═════ RECORDS SHOWN

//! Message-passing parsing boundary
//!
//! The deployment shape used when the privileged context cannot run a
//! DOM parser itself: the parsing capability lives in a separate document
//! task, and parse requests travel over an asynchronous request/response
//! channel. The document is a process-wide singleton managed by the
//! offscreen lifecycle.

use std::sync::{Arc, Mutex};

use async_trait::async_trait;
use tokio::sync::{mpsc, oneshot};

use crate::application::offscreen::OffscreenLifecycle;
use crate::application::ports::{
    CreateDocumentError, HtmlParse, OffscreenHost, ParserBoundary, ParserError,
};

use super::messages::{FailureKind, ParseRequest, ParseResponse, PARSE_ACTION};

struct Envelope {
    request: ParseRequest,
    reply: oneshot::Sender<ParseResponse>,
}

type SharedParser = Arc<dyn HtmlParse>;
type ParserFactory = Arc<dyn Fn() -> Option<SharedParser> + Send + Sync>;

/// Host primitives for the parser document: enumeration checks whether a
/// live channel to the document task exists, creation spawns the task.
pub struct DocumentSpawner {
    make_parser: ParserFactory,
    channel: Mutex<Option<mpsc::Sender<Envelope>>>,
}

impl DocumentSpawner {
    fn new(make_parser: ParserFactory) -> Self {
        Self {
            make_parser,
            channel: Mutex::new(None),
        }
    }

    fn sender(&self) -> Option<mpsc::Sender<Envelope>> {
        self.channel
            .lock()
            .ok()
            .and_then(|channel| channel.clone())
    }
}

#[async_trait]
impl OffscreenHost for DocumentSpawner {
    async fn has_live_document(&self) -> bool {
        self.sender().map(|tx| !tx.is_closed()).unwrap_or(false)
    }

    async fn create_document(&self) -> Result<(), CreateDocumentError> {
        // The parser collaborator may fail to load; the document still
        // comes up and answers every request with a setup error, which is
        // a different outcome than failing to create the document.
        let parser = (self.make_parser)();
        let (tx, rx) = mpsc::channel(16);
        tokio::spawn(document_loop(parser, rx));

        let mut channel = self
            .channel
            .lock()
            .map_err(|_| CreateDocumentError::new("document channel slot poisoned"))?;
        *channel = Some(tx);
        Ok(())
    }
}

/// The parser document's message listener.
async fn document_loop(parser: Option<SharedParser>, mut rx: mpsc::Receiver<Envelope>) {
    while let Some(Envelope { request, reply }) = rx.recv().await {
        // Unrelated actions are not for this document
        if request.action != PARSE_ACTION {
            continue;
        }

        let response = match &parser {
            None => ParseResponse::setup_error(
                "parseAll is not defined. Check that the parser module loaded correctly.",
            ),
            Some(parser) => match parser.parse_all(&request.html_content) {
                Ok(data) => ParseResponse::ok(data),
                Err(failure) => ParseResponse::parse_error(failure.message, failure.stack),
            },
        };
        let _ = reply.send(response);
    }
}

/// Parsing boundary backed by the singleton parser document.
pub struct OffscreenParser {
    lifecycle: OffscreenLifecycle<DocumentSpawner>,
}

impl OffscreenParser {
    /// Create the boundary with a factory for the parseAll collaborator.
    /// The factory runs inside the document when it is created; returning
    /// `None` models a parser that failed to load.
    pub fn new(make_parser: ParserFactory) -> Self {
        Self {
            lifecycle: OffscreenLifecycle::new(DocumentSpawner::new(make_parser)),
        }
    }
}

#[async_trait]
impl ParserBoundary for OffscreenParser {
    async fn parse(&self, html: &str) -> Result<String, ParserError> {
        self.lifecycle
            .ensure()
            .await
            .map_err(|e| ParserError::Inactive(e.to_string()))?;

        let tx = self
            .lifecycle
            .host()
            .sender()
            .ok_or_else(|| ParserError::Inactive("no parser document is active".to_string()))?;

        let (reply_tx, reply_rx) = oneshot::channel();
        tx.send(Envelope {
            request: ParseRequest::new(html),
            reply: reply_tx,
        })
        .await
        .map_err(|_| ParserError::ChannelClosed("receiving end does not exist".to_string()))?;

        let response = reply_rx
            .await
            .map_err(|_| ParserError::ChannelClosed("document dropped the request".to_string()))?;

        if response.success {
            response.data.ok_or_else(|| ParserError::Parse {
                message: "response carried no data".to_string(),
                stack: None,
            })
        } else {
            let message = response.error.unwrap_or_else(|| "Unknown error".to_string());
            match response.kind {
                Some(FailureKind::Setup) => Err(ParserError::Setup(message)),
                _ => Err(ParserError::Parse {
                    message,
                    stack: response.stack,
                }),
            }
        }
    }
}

══════════

# ACTIVITY
From the entries above, collect every line with the string "ParseRequest" in it.

# FINAL ANSWER
use super::messages::{FailureKind, ParseRequest, ParseResponse, PARSE_ACTION};
    request: ParseRequest,
            request: ParseRequest::new(html),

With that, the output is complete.